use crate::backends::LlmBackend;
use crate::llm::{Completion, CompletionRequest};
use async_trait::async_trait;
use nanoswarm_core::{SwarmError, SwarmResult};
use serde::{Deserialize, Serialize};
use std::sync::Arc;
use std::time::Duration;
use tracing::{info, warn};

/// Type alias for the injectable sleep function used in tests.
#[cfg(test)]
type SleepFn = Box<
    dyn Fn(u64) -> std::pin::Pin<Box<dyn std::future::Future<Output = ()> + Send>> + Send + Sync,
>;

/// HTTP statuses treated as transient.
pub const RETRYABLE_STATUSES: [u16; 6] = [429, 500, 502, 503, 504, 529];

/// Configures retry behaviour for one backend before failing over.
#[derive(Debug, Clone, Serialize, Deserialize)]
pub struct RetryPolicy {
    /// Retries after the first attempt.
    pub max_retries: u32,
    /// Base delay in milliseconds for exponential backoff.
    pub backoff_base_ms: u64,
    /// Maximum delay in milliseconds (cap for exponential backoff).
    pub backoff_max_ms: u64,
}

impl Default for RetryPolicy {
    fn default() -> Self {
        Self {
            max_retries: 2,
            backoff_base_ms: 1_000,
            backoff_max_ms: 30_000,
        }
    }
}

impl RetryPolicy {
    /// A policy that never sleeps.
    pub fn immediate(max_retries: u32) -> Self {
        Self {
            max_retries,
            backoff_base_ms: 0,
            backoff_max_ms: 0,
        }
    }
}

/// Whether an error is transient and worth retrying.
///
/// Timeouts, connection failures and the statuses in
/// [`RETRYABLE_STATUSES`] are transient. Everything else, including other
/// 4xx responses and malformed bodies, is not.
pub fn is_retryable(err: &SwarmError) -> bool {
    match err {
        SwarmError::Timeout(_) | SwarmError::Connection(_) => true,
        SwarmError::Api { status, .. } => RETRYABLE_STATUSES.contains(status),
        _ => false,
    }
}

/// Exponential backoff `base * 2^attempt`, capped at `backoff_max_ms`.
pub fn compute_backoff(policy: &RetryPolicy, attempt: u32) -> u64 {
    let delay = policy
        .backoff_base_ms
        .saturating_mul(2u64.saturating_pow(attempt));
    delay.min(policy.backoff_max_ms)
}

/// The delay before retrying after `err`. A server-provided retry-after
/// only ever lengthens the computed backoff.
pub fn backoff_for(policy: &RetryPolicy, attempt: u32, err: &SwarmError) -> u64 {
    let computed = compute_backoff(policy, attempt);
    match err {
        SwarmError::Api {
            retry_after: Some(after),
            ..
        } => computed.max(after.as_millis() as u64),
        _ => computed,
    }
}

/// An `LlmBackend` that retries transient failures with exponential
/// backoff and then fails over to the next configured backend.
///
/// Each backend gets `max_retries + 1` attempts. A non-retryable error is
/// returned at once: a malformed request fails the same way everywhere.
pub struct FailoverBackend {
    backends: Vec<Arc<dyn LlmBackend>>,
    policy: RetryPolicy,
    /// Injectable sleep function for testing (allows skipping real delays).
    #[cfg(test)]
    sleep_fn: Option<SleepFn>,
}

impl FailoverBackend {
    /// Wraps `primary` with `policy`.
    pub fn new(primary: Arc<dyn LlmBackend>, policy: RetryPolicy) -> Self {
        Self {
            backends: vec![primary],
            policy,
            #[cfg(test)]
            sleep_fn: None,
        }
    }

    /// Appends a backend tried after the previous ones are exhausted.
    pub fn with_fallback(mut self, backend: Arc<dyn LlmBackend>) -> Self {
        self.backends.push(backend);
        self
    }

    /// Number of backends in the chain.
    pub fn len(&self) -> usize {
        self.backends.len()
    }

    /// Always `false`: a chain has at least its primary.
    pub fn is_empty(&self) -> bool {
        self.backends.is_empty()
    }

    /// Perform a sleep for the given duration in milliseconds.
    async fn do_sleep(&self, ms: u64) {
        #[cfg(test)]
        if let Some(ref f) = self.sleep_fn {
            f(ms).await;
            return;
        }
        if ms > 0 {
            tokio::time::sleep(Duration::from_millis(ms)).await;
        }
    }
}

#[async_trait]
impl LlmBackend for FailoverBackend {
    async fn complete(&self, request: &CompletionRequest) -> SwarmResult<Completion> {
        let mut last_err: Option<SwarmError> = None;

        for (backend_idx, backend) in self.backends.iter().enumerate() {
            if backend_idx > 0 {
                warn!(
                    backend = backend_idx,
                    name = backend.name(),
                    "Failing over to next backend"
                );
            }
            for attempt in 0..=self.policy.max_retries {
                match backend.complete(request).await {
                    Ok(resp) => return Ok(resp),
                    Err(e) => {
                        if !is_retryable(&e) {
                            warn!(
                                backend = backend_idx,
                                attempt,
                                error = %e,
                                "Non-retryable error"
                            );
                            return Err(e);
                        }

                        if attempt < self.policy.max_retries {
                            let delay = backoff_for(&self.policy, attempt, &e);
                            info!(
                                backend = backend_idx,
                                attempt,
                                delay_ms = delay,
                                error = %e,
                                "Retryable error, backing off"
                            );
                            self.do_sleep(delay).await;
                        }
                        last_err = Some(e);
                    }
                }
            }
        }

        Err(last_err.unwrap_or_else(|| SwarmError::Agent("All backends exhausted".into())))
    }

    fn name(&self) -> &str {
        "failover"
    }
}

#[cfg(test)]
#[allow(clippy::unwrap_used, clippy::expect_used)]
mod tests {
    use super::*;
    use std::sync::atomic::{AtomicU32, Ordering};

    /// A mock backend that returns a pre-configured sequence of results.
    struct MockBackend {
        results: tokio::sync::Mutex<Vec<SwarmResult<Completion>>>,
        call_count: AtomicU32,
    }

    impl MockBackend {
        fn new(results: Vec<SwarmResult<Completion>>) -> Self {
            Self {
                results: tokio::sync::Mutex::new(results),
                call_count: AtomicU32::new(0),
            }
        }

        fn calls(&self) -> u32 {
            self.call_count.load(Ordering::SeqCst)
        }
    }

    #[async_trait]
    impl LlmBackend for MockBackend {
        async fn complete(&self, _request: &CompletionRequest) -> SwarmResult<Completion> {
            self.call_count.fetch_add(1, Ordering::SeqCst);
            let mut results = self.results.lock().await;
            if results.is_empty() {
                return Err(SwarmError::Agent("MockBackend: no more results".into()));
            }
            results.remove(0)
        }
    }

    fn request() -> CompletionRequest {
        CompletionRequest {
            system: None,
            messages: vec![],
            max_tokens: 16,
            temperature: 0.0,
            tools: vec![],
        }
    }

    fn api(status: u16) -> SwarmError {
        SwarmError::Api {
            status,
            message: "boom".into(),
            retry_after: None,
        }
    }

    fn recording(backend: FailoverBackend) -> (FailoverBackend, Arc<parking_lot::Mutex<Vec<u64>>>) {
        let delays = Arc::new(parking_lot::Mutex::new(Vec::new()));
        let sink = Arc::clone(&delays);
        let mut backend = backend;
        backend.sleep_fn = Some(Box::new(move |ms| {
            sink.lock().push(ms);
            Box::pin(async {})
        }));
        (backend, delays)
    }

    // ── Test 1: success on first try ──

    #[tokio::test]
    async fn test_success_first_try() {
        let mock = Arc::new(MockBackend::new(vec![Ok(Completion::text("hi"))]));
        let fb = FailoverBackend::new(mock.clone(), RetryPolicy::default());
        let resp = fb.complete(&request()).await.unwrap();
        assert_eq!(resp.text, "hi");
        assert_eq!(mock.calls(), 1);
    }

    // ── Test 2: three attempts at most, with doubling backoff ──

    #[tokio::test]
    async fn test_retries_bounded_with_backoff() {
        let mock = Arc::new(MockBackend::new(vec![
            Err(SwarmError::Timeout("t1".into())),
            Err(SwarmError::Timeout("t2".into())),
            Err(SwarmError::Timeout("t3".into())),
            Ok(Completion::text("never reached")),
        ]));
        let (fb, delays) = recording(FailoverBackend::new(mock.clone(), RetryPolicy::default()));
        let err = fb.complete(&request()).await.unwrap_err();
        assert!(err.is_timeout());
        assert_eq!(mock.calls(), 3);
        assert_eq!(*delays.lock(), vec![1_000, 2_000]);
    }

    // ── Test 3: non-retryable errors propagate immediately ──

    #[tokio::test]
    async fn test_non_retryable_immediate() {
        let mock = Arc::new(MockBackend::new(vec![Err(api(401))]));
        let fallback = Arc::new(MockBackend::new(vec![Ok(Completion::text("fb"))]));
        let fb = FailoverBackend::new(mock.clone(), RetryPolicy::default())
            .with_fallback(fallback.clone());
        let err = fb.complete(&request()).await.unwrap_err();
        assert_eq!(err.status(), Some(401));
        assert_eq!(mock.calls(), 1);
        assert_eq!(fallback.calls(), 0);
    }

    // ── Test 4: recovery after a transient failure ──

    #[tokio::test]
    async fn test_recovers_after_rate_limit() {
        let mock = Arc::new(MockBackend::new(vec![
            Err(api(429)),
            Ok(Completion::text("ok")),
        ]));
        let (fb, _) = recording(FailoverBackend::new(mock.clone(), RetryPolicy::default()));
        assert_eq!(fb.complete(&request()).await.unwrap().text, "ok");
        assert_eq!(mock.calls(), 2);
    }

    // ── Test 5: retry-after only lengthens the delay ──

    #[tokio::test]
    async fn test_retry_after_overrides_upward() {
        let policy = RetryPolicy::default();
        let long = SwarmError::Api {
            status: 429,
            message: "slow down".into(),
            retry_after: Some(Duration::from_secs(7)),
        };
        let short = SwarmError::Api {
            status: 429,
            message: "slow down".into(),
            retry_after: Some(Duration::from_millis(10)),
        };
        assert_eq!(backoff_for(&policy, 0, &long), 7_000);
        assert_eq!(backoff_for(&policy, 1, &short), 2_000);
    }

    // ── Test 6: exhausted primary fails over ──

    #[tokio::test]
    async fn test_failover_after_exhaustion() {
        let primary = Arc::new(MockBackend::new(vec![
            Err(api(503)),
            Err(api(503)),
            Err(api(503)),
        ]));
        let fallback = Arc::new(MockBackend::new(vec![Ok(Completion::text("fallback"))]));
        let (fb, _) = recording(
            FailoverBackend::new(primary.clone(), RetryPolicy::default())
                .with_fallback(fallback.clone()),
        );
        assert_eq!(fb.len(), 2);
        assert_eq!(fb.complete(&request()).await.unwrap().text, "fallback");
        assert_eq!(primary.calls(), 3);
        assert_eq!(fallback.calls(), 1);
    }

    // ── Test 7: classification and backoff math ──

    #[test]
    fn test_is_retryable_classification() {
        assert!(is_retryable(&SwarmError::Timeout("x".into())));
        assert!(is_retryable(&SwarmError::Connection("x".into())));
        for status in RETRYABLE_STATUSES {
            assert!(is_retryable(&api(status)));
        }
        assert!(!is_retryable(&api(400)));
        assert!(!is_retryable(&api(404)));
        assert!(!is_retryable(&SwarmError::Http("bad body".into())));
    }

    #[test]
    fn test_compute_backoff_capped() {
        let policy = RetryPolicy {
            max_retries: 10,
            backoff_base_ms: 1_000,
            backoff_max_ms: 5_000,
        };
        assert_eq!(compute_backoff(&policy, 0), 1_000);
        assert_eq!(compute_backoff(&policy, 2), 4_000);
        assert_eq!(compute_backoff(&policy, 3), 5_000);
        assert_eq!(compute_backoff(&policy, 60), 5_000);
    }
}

..............................

Exercise prompt:
Show every line in the entries above that contains the string "lengthens".

Task solution:
/// only ever lengthens the computed backoff.
    // ── Test 5: retry-after only lengthens the delay ──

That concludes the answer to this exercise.